Source records:
···

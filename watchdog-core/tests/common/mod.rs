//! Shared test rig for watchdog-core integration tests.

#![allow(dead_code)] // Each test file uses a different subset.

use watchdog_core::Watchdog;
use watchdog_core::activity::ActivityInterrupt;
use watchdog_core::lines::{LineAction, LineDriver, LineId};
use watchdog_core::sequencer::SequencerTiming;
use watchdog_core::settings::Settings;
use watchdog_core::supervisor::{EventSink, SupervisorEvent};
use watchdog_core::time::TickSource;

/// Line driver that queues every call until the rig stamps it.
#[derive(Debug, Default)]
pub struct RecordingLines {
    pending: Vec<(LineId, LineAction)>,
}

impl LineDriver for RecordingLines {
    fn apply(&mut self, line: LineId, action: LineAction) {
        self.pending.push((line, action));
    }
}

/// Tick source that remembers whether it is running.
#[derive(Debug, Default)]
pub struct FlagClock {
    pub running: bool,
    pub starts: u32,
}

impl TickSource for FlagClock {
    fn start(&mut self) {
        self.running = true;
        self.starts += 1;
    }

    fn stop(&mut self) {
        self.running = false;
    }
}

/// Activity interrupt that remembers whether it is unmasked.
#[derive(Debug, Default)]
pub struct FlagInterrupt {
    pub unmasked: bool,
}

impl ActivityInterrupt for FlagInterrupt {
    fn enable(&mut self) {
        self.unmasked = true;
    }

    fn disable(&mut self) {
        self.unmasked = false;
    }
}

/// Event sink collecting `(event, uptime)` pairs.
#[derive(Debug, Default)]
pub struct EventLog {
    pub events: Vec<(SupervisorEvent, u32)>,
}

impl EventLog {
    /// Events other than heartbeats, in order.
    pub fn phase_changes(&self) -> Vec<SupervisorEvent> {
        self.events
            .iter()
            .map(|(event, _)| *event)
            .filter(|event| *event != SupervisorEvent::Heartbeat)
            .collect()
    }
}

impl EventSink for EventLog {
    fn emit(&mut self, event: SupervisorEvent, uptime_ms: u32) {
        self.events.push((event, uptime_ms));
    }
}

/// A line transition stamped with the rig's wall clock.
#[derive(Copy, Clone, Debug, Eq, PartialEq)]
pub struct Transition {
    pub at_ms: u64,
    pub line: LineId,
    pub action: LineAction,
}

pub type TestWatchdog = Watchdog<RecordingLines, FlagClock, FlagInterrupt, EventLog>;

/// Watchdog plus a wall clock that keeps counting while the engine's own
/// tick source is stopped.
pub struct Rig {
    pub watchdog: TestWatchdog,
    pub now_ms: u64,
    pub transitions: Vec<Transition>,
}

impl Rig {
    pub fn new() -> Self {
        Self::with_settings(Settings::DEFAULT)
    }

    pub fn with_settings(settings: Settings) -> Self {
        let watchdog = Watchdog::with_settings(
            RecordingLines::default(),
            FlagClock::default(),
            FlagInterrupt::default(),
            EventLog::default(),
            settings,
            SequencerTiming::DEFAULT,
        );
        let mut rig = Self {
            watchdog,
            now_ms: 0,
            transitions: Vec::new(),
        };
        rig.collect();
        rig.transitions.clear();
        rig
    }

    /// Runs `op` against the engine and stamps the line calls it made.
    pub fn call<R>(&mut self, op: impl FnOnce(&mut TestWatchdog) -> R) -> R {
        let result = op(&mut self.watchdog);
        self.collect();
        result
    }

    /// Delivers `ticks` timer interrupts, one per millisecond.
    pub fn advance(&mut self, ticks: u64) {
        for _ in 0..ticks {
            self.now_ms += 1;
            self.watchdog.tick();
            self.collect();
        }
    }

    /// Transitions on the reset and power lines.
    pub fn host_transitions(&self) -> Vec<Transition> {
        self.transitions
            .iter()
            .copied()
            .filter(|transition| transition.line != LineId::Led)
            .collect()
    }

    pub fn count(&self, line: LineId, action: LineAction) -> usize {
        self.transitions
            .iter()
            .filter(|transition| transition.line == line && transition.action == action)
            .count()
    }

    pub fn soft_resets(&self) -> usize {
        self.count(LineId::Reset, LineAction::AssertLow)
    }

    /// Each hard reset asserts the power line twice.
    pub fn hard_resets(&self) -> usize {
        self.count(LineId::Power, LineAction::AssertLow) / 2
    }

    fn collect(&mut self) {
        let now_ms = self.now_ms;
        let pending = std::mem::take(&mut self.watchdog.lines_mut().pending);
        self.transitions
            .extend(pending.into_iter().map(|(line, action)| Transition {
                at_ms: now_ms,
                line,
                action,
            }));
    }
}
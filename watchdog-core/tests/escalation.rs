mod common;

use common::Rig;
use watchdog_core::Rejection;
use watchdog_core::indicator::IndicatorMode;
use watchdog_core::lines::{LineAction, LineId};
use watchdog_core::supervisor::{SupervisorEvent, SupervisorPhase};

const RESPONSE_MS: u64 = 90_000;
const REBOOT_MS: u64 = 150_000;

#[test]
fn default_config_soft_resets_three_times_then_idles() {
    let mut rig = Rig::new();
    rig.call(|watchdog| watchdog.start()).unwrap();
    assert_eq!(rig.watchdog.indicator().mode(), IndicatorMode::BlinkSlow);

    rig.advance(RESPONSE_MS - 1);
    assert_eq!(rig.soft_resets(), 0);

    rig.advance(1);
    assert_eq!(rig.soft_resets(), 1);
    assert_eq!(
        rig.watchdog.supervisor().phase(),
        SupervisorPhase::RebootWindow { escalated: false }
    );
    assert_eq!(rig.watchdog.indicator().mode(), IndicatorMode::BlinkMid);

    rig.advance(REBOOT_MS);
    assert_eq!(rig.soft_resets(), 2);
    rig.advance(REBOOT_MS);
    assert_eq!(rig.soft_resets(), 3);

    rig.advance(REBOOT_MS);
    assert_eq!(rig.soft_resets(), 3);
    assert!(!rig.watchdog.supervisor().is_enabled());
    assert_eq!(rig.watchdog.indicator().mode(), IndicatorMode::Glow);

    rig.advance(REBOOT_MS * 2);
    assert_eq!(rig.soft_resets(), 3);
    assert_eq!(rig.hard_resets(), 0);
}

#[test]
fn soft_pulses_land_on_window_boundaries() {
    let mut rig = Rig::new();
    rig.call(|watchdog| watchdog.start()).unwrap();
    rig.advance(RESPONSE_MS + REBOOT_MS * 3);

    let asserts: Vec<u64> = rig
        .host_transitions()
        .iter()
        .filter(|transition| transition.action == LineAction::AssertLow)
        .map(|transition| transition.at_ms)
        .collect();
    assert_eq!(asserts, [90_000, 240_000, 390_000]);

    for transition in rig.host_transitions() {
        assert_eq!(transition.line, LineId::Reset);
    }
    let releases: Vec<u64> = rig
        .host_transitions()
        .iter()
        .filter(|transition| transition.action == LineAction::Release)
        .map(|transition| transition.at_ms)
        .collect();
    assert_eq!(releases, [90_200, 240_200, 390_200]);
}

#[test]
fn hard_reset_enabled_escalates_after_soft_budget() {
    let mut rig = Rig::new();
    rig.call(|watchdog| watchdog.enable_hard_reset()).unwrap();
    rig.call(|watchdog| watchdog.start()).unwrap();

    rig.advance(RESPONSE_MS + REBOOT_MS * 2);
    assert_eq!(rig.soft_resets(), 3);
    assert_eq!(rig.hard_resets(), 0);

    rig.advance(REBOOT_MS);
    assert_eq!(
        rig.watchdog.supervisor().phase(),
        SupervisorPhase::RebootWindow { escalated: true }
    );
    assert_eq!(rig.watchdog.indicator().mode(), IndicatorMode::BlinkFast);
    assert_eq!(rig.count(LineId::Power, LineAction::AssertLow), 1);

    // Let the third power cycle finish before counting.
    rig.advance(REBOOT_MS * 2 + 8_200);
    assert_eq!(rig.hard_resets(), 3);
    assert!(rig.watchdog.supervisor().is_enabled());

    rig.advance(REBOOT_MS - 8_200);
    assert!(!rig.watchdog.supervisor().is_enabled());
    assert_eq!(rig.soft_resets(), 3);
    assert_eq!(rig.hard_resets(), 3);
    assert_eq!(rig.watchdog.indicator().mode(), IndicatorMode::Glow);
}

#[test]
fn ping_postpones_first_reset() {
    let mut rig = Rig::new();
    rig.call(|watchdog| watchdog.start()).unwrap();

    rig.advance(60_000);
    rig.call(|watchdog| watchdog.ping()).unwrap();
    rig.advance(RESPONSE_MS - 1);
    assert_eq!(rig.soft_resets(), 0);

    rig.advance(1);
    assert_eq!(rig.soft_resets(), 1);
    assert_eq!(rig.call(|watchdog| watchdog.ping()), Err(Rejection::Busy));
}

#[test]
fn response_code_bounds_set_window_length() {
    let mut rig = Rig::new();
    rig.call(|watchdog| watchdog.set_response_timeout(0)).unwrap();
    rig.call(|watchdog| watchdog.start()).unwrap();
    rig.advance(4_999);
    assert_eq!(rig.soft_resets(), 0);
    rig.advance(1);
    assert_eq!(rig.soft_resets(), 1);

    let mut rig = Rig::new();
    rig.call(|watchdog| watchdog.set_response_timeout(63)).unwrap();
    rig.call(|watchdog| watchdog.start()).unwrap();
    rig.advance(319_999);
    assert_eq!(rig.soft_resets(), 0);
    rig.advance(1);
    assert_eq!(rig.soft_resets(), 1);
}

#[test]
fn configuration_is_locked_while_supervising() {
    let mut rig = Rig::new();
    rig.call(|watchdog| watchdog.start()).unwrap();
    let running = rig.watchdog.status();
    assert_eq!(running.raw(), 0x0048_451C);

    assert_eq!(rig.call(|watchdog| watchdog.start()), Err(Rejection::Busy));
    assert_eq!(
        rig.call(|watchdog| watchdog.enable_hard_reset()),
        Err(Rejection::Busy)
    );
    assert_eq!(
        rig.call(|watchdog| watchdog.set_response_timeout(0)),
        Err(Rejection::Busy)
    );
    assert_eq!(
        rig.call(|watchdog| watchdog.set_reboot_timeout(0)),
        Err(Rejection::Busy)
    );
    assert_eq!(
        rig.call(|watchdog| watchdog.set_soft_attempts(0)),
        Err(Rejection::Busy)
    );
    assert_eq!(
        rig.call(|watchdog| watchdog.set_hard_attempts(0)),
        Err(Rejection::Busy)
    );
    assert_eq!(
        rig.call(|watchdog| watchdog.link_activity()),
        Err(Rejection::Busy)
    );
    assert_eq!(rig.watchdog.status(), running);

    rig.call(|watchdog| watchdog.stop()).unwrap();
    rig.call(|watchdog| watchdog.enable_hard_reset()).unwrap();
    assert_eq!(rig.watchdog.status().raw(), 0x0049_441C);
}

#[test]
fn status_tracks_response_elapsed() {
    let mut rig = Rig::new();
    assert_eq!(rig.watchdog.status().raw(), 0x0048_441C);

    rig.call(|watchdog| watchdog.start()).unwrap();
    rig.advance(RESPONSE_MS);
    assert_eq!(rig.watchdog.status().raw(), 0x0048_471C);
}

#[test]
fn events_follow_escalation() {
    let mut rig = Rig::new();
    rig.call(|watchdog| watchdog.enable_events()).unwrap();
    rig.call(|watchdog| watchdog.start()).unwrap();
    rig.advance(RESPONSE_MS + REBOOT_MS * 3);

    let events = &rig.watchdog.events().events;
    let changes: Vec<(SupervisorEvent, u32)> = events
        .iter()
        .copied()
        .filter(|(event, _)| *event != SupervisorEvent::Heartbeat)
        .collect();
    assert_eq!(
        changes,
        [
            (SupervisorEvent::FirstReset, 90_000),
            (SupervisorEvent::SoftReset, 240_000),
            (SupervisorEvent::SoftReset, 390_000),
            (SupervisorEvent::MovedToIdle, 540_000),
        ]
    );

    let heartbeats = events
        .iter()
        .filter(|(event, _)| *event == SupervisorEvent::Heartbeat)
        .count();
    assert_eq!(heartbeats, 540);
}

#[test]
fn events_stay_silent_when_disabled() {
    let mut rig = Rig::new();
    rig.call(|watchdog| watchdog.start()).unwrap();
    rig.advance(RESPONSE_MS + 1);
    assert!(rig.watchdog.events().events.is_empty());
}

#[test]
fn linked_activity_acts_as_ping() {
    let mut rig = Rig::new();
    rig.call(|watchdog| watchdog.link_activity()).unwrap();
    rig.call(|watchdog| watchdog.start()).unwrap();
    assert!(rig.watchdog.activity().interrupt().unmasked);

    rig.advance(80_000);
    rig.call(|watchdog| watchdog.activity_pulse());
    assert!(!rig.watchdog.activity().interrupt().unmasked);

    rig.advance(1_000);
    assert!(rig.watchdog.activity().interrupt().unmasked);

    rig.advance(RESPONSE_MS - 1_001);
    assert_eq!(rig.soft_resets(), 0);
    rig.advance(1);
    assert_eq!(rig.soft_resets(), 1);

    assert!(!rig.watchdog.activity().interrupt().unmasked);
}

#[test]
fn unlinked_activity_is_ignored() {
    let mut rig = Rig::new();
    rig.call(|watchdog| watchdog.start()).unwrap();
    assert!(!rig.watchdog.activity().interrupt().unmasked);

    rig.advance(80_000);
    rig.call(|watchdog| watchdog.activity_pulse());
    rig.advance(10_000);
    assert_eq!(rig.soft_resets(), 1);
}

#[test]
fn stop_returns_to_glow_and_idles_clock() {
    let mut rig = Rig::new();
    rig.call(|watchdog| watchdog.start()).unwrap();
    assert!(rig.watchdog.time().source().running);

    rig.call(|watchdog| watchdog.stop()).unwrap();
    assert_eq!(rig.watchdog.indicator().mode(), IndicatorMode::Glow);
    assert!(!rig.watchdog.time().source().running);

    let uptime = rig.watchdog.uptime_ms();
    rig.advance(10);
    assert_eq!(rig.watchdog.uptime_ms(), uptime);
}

···

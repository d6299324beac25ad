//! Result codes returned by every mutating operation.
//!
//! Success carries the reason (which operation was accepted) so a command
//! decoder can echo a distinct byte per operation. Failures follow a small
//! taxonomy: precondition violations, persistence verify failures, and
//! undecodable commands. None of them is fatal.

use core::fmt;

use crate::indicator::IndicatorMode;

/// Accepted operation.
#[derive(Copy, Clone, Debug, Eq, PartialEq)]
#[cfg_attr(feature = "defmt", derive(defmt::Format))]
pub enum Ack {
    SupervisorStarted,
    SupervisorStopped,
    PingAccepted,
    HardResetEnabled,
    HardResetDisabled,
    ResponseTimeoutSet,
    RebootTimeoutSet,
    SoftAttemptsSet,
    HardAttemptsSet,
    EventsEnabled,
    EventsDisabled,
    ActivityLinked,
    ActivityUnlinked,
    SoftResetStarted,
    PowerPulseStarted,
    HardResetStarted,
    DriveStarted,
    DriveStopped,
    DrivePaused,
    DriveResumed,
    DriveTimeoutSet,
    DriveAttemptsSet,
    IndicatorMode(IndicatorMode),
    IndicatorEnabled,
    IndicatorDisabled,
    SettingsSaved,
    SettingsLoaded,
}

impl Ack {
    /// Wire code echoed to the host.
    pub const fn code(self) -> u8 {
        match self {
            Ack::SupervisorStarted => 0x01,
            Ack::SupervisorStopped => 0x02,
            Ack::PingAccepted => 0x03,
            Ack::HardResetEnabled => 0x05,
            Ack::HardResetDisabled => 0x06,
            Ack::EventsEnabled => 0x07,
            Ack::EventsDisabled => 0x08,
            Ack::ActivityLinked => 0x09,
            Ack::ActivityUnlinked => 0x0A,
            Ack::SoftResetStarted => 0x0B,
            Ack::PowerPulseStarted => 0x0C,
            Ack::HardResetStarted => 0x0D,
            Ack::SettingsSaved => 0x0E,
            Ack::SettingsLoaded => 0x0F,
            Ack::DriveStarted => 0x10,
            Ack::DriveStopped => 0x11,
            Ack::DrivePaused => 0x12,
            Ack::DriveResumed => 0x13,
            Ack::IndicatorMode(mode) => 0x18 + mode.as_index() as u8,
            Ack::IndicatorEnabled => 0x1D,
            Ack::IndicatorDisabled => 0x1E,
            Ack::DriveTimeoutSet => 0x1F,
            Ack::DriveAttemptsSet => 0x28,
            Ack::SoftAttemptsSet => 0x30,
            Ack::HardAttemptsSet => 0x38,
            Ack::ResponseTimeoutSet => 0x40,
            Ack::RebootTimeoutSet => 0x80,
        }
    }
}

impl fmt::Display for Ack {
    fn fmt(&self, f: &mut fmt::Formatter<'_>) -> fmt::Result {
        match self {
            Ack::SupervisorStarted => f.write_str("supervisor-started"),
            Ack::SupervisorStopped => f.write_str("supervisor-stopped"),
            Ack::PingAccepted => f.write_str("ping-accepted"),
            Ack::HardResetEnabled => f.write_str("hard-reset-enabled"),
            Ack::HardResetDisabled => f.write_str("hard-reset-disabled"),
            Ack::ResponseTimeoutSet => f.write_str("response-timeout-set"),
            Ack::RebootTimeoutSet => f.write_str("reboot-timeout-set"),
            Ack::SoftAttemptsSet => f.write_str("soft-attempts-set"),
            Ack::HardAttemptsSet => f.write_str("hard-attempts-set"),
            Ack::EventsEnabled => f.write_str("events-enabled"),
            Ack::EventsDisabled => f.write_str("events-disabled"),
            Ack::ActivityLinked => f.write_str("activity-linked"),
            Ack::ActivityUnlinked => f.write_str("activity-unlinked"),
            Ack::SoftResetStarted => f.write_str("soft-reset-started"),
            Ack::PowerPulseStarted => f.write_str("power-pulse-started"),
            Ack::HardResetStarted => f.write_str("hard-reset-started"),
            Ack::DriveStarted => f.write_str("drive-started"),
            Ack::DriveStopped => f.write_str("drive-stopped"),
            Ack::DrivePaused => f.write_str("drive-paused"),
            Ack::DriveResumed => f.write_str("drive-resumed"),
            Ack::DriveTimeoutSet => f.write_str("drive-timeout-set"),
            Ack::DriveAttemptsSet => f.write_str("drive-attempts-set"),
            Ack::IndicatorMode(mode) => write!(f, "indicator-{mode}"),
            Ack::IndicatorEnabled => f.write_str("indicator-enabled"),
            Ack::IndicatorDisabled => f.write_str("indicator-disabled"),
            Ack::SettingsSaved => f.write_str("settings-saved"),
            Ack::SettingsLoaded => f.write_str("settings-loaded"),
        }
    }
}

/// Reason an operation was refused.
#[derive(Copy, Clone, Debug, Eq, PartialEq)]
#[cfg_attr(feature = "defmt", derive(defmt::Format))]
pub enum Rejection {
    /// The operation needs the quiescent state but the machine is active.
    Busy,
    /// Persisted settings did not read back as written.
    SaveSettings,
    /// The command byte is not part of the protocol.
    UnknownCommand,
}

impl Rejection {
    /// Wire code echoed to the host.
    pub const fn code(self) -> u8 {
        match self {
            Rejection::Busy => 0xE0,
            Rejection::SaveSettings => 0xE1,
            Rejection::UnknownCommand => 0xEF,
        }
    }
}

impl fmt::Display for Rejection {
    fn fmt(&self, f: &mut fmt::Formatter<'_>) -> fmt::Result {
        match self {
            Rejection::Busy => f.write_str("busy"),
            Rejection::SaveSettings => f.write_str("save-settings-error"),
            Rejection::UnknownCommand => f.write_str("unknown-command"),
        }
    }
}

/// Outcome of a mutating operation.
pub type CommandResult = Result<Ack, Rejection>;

···

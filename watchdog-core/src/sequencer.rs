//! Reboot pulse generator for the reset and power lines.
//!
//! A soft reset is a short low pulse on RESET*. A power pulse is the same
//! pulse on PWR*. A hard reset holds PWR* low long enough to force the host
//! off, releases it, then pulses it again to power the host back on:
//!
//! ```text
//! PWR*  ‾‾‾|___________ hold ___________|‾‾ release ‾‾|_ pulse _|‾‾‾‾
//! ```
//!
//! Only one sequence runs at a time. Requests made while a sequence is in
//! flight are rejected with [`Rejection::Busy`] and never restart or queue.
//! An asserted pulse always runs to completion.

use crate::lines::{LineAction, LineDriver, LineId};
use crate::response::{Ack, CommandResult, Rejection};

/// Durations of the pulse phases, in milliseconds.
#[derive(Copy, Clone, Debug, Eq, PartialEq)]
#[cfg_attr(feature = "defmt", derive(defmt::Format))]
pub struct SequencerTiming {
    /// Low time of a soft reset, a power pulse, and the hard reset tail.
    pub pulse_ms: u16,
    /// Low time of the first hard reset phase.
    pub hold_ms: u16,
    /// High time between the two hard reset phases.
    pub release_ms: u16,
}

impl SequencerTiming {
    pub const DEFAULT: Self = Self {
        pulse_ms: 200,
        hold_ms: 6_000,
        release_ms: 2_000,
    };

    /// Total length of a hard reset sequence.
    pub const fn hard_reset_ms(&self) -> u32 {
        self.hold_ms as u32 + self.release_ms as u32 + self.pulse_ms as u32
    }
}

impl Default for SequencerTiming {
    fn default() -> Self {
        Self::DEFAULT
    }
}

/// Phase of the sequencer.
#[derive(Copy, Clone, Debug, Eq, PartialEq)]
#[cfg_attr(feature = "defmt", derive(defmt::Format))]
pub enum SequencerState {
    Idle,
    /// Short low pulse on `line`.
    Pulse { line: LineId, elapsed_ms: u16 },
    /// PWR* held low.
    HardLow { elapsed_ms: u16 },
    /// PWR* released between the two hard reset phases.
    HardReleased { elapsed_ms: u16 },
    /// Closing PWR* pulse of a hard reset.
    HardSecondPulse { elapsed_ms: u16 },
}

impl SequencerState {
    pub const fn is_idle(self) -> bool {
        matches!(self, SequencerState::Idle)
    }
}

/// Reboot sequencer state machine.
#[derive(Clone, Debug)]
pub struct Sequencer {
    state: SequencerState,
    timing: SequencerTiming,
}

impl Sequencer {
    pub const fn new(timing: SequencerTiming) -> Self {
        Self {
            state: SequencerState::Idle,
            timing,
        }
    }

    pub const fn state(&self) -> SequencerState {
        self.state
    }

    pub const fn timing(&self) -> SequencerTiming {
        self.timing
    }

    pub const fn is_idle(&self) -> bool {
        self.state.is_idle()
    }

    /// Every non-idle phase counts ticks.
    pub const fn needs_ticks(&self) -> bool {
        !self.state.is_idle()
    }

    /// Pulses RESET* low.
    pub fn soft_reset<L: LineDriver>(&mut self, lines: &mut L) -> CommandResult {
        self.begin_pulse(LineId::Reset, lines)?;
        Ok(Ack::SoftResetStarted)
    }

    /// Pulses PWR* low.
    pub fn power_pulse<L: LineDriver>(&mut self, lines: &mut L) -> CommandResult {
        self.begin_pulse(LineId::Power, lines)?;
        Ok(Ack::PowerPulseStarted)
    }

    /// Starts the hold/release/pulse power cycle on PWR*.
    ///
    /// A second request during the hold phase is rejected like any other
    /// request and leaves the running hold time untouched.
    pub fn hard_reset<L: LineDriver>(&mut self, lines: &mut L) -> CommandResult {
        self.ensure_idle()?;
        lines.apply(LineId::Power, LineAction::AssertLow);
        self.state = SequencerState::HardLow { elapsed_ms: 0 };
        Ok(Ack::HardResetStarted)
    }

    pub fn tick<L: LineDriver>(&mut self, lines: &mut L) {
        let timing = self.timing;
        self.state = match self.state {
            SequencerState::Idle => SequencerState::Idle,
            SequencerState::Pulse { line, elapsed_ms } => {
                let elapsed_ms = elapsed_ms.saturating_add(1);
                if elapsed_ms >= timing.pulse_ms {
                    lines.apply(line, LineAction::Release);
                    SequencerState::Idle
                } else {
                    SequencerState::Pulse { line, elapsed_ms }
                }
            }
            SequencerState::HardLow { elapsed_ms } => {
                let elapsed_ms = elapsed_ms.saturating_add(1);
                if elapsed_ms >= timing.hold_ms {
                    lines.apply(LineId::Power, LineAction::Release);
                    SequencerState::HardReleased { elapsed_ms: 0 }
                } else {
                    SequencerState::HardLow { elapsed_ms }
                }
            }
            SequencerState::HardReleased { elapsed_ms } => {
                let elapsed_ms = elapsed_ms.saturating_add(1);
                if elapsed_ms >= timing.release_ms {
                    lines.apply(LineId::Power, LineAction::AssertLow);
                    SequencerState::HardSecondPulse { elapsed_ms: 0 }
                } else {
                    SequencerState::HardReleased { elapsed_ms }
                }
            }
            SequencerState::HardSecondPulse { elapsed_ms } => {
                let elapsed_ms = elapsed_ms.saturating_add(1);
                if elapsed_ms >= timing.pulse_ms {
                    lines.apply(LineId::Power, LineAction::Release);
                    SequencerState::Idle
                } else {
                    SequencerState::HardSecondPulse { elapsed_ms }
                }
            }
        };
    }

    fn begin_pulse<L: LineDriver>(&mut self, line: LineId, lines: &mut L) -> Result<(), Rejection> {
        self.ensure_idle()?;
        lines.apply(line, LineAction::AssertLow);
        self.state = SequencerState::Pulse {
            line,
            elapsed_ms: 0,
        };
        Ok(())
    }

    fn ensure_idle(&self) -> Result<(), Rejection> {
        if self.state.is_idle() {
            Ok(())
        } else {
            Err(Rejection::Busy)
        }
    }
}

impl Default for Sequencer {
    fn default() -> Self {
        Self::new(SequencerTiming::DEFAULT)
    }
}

···

> **What you should do**
Report each line in the entries where the string "made" occurs.

> **Exercise solution**
    /// Runs `op` against the engine and stamps the line calls it made.
//! Only one sequence runs at a time. Requests made while a sequence is in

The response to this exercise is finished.